Return all of the data exactly as given.

-------- Records for the exercise

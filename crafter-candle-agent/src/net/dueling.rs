use super::{Torso, TorsoConfig};
use crate::model::SubModel1;
use anyhow::Result;
use candle_core::{Tensor, D};
use candle_nn::{linear, Linear, Module, VarBuilder};
use crafter_core::SpaceConfig;
use serde::{Deserialize, Serialize};

/// Configuration of [`DuelingQNet`].
#[derive(Debug, Deserialize, Serialize, PartialEq, Clone)]
pub struct DuelingQNetConfig {
    /// Observation shape and number of actions.
    pub space: SpaceConfig,

    /// Feature extractor.
    pub torso: TorsoConfig,

    /// Width of the fully connected layers.
    pub hidden_dim: usize,

    /// If `false`, a plain three-layer head replaces the two streams.
    pub dueling: bool,
}

impl Default for DuelingQNetConfig {
    fn default() -> Self {
        Self {
            space: SpaceConfig::default(),
            torso: TorsoConfig::default(),
            hidden_dim: 512,
            dueling: true,
        }
    }
}

impl DuelingQNetConfig {
    /// Sets the observation shape and the number of actions.
    pub fn space(mut self, v: SpaceConfig) -> Self {
        self.space = v;
        self
    }

    /// Sets the feature extractor.
    pub fn torso(mut self, v: TorsoConfig) -> Self {
        self.torso = v;
        self
    }

    /// Sets the width of the fully connected layers.
    pub fn hidden_dim(mut self, v: usize) -> Self {
        self.hidden_dim = v;
        self
    }

    /// Switches between the dueling and the plain head.
    pub fn dueling(mut self, v: bool) -> Self {
        self.dueling = v;
        self
    }
}

enum Head {
    Dueling {
        fc_shared: Linear,
        fc_value: Linear,
        value_head: Linear,
        fc_advantage: Linear,
        advantage_head: Linear,
    },
    Plain {
        fc1: Linear,
        fc2: Linear,
        fc_out: Linear,
    },
}

/// Action-value network with a dueling head.
///
/// The dueling head computes `Q = V + A - mean_a A` from a value stream and
/// an advantage stream on top of a shared fully connected layer. Output shape
/// is `[batch, num_actions]`.
pub struct DuelingQNet {
    torso: Torso,
    head: Head,
}

impl SubModel1 for DuelingQNet {
    type Config = DuelingQNetConfig;
    type Input = Tensor;
    type Output = Tensor;

    fn build(vb: VarBuilder, config: Self::Config) -> Result<Self> {
        let torso = Torso::build(vb.pp("torso"), &config.torso, &config.space.observation_shape)?;
        let (d, h, n) = (torso.out_dim(), config.hidden_dim, config.space.num_actions);
        let head = if config.dueling {
            Head::Dueling {
                fc_shared: linear(d, h, vb.pp("fc_shared"))?,
                fc_value: linear(h, h, vb.pp("fc_value"))?,
                value_head: linear(h, 1, vb.pp("value_head"))?,
                fc_advantage: linear(h, h, vb.pp("fc_advantage"))?,
                advantage_head: linear(h, n, vb.pp("advantage_head"))?,
            }
        } else {
            Head::Plain {
                fc1: linear(d, h, vb.pp("fc1"))?,
                fc2: linear(h, h, vb.pp("fc2"))?,
                fc_out: linear(h, n, vb.pp("fc_out"))?,
            }
        };
        Ok(Self { torso, head })
    }

    fn forward(&self, xs: &Tensor) -> Result<Tensor> {
        let xs = self.torso.forward(xs)?;
        let q = match &self.head {
            Head::Dueling {
                fc_shared,
                fc_value,
                value_head,
                fc_advantage,
                advantage_head,
            } => {
                let xs = fc_shared.forward(&xs)?.relu()?;
                let v = value_head.forward(&fc_value.forward(&xs)?.relu()?)?;
                let a = advantage_head.forward(&fc_advantage.forward(&xs)?.relu()?)?;
                let a = a.broadcast_sub(&a.mean_keepdim(D::Minus1)?)?;
                a.broadcast_add(&v)?
            }
            Head::Plain { fc1, fc2, fc_out } => {
                let xs = fc1.forward(&xs)?.relu()?;
                let xs = fc2.forward(&xs)?.relu()?;
                fc_out.forward(&xs)?
            }
        };
        Ok(q)
    }
}

#[cfg(test)]
mod tests {
    use super::*;
    use candle_core::{DType, Device};
    use candle_nn::VarMap;

    fn build(dueling: bool) -> Result<(VarMap, DuelingQNet)> {
        let varmap = VarMap::new();
        let vb = VarBuilder::from_varmap(&varmap, DType::F32, &Device::Cpu);
        let config = DuelingQNetConfig::default()
            .space(SpaceConfig::new([3, 64, 64], 17))
            .hidden_dim(32)
            .dueling(dueling);
        let qnet = DuelingQNet::build(vb, config)?;
        Ok((varmap, qnet))
    }

    #[test]
    fn test_output_shape() -> Result<()> {
        for dueling in [true, false] {
            let (_, qnet) = build(dueling)?;
            let xs = Tensor::rand(0f32, 1.0, (2, 3, 64, 64), &Device::Cpu)?;
            assert_eq!(qnet.forward(&xs)?.dims(), &[2, 17]);
        }
        Ok(())
    }

    #[test]
    fn test_variable_names() -> Result<()> {
        let (varmap, _) = build(true)?;
        let data = varmap.data().lock().unwrap();
        for name in [
            "torso.conv1.weight",
            "torso.conv3.bias",
            "fc_shared.weight",
            "value_head.weight",
            "advantage_head.bias",
        ] {
            assert!(data.contains_key(name), "{}", name);
        }
        assert_eq!(data["fc_shared.weight"].dims(), &[32, 1024]);
        Ok(())
    }
}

----------------

- **Output of the exercise**
filename crafter-candle-agent/src/net/dueling.rs
use super::{Torso, TorsoConfig};
use crate::model::SubModel1;
use anyhow::Result;
use candle_core::{Tensor, D};
use candle_nn::{linear, Linear, Module, VarBuilder};
use crafter_core::SpaceConfig;
use serde::{Deserialize, Serialize};

/// Configuration of [`DuelingQNet`].
#[derive(Debug, Deserialize, Serialize, PartialEq, Clone)]
pub struct DuelingQNetConfig {
    /// Observation shape and number of actions.
    pub space: SpaceConfig,

    /// Feature extractor.
    pub torso: TorsoConfig,

    /// Width of the fully connected layers.
    pub hidden_dim: usize,

    /// If `false`, a plain three-layer head replaces the two streams.
    pub dueling: bool,
}

impl Default for DuelingQNetConfig {
    fn default() -> Self {
        Self {
            space: SpaceConfig::default(),
            torso: TorsoConfig::default(),
            hidden_dim: 512,
            dueling: true,
        }
    }
}

impl DuelingQNetConfig {
    /// Sets the observation shape and the number of actions.
    pub fn space(mut self, v: SpaceConfig) -> Self {
        self.space = v;
        self
    }

    /// Sets the feature extractor.
    pub fn torso(mut self, v: TorsoConfig) -> Self {
        self.torso = v;
        self
    }

    /// Sets the width of the fully connected layers.
    pub fn hidden_dim(mut self, v: usize) -> Self {
        self.hidden_dim = v;
        self
    }

    /// Switches between the dueling and the plain head.
    pub fn dueling(mut self, v: bool) -> Self {
        self.dueling = v;
        self
    }
}

enum Head {
    Dueling {
        fc_shared: Linear,
        fc_value: Linear,
        value_head: Linear,
        fc_advantage: Linear,
        advantage_head: Linear,
    },
    Plain {
        fc1: Linear,
        fc2: Linear,
        fc_out: Linear,
    },
}

/// Action-value network with a dueling head.
///
/// The dueling head computes `Q = V + A - mean_a A` from a value stream and
/// an advantage stream on top of a shared fully connected layer. Output shape
/// is `[batch, num_actions]`.
pub struct DuelingQNet {
    torso: Torso,
    head: Head,
}

impl SubModel1 for DuelingQNet {
    type Config = DuelingQNetConfig;
    type Input = Tensor;
    type Output = Tensor;

    fn build(vb: VarBuilder, config: Self::Config) -> Result<Self> {
        let torso = Torso::build(vb.pp("torso"), &config.torso, &config.space.observation_shape)?;
        let (d, h, n) = (torso.out_dim(), config.hidden_dim, config.space.num_actions);
        let head = if config.dueling {
            Head::Dueling {
                fc_shared: linear(d, h, vb.pp("fc_shared"))?,
                fc_value: linear(h, h, vb.pp("fc_value"))?,
                value_head: linear(h, 1, vb.pp("value_head"))?,
                fc_advantage: linear(h, h, vb.pp("fc_advantage"))?,
                advantage_head: linear(h, n, vb.pp("advantage_head"))?,
            }
        } else {
            Head::Plain {
                fc1: linear(d, h, vb.pp("fc1"))?,
                fc2: linear(h, h, vb.pp("fc2"))?,
                fc_out: linear(h, n, vb.pp("fc_out"))?,
            }
        };
        Ok(Self { torso, head })
    }

    fn forward(&self, xs: &Tensor) -> Result<Tensor> {
        let xs = self.torso.forward(xs)?;
        let q = match &self.head {
            Head::Dueling {
                fc_shared,
                fc_value,
                value_head,
                fc_advantage,
                advantage_head,
            } => {
                let xs = fc_shared.forward(&xs)?.relu()?;
                let v = value_head.forward(&fc_value.forward(&xs)?.relu()?)?;
                let a = advantage_head.forward(&fc_advantage.forward(&xs)?.relu()?)?;
                let a = a.broadcast_sub(&a.mean_keepdim(D::Minus1)?)?;
                a.broadcast_add(&v)?
            }
            Head::Plain { fc1, fc2, fc_out } => {
                let xs = fc1.forward(&xs)?.relu()?;
                let xs = fc2.forward(&xs)?.relu()?;
                fc_out.forward(&xs)?
            }
        };
        Ok(q)
    }
}

#[cfg(test)]
mod tests {
    use super::*;
    use candle_core::{DType, Device};
    use candle_nn::VarMap;

    fn build(dueling: bool) -> Result<(VarMap, DuelingQNet)> {
        let varmap = VarMap::new();
        let vb = VarBuilder::from_varmap(&varmap, DType::F32, &Device::Cpu);
        let config = DuelingQNetConfig::default()
            .space(SpaceConfig::new([3, 64, 64], 17))
            .hidden_dim(32)
            .dueling(dueling);
        let qnet = DuelingQNet::build(vb, config)?;
        Ok((varmap, qnet))
    }

    #[test]
    fn test_output_shape() -> Result<()> {
        for dueling in [true, false] {
            let (_, qnet) = build(dueling)?;
            let xs = Tensor::rand(0f32, 1.0, (2, 3, 64, 64), &Device::Cpu)?;
            assert_eq!(qnet.forward(&xs)?.dims(), &[2, 17]);
        }
        Ok(())
    }

    #[test]
    fn test_variable_names() -> Result<()> {
        let (varmap, _) = build(true)?;
        let data = varmap.data().lock().unwrap();
        for name in [
            "torso.conv1.weight",
            "torso.conv3.bias",
            "fc_shared.weight",
            "value_head.weight",
            "advantage_head.bias",
        ] {
            assert!(data.contains_key(name), "{}", name);
        }
        assert_eq!(data["fc_shared.weight"].dims(), &[32, 1024]);
        Ok(())
    }
}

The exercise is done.